TASK PROMPT: Among the entries below, count the lines holding the string "reason". Respond with the number alone.

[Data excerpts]

+++

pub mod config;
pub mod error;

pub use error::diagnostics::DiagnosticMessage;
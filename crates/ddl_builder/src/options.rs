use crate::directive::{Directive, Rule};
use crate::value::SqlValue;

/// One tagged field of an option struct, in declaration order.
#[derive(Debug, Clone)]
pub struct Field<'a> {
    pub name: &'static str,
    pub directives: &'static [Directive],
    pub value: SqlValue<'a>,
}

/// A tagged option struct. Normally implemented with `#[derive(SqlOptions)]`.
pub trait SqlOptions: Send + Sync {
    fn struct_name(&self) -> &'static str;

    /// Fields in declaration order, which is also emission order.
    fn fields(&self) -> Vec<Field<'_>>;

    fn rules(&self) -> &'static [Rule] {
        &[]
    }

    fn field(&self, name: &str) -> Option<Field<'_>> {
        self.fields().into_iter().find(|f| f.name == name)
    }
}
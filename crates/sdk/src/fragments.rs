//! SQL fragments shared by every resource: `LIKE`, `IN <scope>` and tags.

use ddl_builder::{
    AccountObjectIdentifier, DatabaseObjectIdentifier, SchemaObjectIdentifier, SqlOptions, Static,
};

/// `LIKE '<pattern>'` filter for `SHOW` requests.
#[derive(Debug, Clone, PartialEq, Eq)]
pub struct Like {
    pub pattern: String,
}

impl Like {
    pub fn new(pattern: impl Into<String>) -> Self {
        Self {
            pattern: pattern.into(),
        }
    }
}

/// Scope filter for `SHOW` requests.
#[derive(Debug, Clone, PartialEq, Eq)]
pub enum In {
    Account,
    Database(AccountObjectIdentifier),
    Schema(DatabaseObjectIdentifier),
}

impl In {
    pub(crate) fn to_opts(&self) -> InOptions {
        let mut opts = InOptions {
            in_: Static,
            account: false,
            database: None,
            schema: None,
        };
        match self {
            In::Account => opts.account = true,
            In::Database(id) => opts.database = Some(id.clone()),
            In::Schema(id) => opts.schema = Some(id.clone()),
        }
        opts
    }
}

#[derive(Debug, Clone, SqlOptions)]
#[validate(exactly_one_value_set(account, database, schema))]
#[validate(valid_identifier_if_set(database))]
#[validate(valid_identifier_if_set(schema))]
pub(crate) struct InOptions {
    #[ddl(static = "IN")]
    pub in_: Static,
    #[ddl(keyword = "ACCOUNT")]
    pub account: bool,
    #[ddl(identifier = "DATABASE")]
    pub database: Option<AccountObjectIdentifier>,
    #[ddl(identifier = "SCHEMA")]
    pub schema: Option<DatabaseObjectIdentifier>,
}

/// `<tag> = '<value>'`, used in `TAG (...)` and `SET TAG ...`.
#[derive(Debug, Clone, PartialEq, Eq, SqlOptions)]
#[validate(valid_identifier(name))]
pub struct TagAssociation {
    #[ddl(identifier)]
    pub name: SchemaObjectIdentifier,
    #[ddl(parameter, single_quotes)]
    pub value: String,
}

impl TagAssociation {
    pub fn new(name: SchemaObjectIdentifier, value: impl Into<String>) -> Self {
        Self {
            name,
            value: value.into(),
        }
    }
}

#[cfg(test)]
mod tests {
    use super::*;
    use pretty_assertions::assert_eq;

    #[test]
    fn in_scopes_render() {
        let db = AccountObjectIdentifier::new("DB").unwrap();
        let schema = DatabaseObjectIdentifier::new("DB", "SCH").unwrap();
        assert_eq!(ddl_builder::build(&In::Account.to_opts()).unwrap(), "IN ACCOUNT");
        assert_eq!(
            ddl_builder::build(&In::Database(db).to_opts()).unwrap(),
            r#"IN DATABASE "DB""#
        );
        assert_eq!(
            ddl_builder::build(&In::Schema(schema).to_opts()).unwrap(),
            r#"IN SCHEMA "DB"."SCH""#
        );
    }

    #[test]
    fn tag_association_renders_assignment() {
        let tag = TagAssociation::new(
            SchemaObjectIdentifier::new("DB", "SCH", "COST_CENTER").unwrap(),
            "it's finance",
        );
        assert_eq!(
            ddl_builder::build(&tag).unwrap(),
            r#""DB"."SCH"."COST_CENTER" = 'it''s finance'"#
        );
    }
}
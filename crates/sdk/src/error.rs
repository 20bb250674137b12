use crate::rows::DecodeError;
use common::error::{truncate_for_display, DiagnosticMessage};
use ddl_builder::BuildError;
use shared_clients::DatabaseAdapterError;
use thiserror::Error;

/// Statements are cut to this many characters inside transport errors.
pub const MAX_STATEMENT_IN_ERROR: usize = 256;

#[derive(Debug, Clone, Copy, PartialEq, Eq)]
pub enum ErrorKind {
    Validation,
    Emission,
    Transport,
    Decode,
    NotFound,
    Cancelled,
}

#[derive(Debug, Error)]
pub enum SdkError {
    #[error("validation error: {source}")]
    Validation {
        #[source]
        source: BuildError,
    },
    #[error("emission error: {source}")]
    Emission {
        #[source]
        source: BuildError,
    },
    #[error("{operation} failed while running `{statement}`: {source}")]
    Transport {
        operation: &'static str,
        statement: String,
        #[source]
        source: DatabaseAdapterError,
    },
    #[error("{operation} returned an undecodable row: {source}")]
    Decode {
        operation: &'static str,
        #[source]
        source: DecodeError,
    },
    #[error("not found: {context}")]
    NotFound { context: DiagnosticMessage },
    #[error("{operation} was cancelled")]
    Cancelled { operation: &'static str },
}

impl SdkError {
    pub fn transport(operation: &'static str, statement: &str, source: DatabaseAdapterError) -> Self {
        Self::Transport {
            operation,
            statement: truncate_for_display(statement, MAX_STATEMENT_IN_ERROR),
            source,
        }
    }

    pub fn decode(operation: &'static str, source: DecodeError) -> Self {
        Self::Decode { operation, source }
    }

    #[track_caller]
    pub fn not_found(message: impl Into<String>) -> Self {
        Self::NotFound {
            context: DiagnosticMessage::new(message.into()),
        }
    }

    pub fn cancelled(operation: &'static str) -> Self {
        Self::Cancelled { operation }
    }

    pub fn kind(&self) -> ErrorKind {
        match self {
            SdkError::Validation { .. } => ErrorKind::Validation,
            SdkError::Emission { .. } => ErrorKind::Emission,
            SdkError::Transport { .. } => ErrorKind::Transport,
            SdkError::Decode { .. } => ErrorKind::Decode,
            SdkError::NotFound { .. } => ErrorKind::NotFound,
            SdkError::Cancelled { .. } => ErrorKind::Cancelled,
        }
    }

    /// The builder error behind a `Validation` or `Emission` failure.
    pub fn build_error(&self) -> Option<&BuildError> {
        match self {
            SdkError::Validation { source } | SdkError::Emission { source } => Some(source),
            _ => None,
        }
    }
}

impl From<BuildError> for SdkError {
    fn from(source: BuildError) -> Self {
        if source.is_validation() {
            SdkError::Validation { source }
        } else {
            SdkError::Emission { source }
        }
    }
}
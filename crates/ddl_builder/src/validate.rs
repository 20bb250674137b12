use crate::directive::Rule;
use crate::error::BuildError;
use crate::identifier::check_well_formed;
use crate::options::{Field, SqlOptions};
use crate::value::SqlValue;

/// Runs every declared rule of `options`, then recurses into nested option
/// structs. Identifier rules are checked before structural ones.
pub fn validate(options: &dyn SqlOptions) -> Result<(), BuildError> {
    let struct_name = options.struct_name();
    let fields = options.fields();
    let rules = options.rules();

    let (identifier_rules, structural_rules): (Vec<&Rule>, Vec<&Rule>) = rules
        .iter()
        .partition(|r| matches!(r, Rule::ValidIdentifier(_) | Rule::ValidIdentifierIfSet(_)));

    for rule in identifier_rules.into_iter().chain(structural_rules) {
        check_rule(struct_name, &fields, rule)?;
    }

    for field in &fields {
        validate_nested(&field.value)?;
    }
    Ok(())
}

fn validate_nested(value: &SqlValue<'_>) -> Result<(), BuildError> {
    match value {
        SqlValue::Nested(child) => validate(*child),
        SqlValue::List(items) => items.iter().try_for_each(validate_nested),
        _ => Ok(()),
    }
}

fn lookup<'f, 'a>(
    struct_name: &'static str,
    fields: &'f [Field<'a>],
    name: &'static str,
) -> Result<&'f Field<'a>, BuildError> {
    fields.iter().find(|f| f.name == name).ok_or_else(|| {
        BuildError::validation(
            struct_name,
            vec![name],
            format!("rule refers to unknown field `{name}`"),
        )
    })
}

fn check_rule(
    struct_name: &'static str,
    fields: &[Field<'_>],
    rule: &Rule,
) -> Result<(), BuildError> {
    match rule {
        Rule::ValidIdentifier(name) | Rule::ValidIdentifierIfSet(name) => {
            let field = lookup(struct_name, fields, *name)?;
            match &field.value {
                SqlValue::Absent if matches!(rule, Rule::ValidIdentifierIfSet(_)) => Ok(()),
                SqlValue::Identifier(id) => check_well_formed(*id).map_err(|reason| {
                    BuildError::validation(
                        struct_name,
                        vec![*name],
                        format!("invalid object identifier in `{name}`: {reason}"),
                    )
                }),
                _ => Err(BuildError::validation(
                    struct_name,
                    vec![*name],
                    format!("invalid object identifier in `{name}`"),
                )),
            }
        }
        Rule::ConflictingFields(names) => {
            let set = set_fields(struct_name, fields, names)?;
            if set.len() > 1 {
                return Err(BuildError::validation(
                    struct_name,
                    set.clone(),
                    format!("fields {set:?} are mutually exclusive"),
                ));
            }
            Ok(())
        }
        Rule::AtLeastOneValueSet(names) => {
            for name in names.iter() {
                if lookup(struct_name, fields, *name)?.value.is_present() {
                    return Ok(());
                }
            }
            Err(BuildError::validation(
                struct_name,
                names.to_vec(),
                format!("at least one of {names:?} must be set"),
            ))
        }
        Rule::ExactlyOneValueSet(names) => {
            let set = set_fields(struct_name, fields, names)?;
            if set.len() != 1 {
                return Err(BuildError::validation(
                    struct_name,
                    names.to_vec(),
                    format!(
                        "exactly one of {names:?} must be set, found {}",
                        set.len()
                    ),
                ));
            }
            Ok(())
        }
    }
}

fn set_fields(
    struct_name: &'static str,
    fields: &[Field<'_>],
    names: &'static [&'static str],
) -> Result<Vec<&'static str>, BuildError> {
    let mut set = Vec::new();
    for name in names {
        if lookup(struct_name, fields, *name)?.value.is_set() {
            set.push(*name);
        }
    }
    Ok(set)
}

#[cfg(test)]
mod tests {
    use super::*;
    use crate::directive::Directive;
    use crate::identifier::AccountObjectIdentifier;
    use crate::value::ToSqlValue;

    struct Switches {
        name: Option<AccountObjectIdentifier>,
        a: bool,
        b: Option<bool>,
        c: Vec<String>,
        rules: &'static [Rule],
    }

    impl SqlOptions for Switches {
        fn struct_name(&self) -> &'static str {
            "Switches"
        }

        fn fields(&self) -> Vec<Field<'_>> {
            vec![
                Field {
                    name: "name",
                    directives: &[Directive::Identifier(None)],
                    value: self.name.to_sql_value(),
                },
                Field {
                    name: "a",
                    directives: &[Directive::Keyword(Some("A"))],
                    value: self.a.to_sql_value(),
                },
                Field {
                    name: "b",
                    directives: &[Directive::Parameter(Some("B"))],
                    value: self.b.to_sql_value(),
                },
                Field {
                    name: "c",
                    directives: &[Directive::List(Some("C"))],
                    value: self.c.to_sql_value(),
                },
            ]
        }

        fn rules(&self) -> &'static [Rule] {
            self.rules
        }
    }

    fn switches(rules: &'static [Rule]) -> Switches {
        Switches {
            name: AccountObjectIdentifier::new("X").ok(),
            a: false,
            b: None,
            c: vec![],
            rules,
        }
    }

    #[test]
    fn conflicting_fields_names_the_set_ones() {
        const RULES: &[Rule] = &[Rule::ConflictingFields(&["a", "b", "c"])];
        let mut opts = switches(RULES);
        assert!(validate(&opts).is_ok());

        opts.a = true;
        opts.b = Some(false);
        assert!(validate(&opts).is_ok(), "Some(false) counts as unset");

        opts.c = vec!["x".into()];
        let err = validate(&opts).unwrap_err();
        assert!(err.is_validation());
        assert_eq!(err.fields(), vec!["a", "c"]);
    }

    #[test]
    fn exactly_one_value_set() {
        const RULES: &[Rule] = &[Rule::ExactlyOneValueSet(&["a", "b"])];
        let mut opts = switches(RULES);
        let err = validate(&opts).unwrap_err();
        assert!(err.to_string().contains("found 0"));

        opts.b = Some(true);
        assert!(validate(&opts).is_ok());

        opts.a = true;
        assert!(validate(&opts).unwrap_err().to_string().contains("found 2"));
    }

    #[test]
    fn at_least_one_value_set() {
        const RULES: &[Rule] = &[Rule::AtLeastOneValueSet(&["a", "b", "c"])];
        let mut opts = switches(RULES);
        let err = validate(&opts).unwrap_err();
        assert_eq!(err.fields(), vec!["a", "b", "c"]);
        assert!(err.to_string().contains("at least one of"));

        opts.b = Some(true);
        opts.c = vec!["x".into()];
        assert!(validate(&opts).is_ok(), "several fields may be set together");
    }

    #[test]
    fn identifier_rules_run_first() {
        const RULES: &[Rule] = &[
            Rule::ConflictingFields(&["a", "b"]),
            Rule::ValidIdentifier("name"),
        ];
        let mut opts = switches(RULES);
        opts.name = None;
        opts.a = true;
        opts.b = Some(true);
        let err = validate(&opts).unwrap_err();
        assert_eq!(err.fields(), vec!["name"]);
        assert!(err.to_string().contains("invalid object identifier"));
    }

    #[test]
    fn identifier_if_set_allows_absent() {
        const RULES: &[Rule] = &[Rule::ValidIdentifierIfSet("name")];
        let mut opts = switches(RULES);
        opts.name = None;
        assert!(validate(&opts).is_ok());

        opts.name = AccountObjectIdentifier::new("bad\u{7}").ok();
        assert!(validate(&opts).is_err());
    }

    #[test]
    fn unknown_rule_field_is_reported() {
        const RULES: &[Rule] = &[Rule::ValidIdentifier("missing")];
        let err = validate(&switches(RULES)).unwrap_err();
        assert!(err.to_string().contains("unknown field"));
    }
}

+++

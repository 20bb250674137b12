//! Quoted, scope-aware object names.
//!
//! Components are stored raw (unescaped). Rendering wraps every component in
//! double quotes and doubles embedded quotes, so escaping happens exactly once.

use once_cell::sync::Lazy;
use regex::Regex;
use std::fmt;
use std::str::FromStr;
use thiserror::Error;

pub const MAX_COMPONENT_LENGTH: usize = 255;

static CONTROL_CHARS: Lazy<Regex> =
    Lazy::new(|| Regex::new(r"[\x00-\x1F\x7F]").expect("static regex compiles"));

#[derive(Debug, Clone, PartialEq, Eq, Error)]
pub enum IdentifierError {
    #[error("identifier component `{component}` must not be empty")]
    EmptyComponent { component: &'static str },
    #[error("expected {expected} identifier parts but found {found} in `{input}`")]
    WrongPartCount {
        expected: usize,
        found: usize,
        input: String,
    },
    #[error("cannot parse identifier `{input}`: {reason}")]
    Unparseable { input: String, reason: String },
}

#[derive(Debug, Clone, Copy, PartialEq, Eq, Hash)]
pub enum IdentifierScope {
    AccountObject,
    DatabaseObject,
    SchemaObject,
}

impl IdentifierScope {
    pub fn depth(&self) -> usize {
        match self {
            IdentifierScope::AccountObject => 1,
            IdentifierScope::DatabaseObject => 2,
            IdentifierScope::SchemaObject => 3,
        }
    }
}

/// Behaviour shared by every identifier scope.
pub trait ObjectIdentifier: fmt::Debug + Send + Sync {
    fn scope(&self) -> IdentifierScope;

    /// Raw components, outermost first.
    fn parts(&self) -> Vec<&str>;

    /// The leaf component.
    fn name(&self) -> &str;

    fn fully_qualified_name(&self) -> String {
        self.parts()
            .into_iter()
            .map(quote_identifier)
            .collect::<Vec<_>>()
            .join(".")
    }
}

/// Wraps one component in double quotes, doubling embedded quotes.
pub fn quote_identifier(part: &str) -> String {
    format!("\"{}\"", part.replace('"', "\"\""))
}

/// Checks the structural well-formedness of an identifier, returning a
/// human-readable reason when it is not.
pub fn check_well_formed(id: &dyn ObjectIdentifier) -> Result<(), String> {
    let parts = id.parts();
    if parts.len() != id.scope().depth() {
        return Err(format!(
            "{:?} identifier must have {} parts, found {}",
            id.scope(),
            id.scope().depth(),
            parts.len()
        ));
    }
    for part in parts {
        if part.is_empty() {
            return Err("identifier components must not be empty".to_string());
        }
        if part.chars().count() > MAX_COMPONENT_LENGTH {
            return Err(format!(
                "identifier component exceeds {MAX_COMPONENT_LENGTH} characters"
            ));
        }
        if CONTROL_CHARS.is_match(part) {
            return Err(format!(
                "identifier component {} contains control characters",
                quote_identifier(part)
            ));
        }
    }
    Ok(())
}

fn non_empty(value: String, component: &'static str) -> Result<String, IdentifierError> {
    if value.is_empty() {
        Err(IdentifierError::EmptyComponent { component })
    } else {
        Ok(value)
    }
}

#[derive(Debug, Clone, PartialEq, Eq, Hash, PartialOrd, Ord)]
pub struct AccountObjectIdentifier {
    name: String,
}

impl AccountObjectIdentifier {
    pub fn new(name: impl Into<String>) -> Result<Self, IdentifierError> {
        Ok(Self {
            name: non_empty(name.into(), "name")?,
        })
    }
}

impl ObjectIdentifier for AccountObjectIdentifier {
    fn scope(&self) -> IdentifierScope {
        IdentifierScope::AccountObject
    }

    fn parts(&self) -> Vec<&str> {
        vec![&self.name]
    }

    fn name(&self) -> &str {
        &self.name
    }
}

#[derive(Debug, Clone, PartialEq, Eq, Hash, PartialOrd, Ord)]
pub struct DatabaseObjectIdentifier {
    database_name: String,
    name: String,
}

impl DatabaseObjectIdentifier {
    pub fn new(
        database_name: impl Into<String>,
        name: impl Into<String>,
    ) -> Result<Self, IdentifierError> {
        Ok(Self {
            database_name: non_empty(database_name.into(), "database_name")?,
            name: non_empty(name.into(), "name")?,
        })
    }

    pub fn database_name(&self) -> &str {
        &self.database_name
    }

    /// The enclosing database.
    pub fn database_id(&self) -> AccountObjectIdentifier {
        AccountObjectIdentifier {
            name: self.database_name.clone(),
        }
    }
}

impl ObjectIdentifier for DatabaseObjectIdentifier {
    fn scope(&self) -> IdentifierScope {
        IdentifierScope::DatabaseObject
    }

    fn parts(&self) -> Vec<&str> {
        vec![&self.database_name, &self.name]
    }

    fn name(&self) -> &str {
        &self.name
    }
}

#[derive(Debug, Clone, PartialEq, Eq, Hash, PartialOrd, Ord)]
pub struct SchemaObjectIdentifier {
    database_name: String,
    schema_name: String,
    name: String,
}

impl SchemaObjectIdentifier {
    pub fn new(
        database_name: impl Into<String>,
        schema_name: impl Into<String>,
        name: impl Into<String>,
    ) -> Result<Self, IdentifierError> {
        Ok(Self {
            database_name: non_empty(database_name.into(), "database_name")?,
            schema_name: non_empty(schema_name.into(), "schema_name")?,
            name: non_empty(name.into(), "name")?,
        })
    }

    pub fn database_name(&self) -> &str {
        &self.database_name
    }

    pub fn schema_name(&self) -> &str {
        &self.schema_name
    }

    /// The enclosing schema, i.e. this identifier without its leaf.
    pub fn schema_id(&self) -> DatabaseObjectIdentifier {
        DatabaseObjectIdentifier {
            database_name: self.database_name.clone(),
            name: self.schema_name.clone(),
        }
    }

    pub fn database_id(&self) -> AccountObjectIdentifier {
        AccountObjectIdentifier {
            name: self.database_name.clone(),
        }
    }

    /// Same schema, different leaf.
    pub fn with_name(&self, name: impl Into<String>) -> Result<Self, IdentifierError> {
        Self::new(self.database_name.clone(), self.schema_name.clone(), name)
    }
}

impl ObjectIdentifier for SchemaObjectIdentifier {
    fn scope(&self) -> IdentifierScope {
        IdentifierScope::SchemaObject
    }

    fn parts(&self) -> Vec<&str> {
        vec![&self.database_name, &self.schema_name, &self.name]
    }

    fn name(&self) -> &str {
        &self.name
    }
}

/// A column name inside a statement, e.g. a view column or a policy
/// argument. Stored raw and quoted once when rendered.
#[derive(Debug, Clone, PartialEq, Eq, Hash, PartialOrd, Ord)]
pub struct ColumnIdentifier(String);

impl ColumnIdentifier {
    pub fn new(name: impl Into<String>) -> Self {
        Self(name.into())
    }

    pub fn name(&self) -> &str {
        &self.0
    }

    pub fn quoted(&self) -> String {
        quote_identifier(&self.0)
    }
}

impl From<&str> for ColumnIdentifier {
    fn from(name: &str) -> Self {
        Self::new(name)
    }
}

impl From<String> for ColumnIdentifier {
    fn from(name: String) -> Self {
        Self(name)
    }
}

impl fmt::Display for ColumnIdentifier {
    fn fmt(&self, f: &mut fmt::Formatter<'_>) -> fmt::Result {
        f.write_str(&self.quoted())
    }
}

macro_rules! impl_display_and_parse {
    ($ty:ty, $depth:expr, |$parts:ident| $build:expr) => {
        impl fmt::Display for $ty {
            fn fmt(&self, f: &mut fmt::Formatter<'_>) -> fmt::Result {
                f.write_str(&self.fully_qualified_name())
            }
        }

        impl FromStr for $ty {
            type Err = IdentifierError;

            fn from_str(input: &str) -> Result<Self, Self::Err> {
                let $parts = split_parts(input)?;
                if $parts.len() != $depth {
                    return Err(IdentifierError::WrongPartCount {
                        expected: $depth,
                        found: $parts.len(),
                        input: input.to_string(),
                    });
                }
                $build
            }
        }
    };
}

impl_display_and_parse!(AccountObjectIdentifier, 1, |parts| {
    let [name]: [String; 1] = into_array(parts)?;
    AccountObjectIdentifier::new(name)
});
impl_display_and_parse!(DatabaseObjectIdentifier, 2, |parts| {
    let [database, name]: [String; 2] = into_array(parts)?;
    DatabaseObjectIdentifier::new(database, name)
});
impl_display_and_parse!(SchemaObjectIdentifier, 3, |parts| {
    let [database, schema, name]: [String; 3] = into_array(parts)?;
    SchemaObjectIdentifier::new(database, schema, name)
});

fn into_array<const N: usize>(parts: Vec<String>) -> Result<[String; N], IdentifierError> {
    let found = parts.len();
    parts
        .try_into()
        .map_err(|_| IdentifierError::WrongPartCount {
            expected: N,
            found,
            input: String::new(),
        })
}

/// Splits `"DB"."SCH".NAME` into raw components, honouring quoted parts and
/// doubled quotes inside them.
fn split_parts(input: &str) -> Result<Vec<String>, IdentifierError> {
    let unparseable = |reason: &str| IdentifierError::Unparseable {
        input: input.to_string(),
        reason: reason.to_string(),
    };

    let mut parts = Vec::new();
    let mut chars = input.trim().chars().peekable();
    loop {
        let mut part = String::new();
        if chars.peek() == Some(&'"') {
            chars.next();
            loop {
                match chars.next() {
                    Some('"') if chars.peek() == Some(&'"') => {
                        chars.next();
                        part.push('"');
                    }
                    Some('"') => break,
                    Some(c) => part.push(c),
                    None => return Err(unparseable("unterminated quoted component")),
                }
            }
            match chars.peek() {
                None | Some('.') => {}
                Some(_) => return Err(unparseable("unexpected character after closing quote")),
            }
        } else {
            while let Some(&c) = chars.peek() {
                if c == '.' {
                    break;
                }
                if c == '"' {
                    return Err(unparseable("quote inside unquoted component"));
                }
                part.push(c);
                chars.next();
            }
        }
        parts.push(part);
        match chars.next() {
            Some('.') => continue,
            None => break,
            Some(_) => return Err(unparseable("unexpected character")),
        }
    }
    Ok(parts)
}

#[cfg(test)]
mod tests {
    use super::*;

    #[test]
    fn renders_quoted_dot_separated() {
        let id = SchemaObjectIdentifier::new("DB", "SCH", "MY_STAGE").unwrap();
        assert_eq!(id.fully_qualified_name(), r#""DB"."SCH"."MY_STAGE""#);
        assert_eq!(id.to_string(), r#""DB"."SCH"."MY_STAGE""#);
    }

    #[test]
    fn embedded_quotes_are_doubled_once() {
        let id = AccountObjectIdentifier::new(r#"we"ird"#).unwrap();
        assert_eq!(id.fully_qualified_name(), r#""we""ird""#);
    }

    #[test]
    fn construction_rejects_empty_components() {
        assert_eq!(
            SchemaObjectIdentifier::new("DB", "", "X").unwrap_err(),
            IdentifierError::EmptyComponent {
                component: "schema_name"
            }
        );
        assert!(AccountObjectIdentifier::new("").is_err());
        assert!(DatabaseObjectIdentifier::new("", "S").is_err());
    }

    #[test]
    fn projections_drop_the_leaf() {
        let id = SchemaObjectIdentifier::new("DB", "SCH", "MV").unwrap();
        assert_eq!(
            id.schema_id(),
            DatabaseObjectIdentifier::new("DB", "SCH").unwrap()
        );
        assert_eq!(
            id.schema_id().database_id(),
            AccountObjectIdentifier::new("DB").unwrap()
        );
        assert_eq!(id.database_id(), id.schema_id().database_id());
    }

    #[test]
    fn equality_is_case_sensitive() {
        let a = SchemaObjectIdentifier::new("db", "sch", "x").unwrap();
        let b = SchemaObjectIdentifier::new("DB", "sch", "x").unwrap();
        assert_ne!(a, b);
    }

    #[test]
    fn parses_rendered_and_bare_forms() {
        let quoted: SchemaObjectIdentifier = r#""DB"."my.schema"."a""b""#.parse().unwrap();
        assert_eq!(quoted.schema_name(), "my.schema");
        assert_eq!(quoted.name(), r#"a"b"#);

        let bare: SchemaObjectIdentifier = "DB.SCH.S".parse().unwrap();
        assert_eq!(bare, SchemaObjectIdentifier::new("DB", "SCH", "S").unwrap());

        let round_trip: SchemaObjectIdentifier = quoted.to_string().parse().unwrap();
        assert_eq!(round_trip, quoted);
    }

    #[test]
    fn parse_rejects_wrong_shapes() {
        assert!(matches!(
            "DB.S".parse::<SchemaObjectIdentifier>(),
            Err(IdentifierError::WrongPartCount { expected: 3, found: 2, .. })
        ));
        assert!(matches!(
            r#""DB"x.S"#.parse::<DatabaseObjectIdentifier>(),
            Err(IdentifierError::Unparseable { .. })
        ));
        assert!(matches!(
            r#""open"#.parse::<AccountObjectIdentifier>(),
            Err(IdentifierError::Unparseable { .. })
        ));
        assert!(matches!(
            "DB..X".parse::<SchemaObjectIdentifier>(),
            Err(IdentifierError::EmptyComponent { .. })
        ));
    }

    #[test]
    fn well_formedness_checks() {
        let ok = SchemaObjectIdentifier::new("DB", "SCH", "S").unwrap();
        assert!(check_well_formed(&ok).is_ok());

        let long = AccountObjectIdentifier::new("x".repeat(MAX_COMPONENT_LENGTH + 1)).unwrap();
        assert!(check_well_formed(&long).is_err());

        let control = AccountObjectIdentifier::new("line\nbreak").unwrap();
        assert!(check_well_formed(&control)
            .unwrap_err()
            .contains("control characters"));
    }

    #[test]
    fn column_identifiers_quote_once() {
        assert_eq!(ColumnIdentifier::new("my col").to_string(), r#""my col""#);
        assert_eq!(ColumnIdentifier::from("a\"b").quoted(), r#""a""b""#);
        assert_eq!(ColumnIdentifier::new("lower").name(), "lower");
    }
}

+++

TASK OUTPUT: 7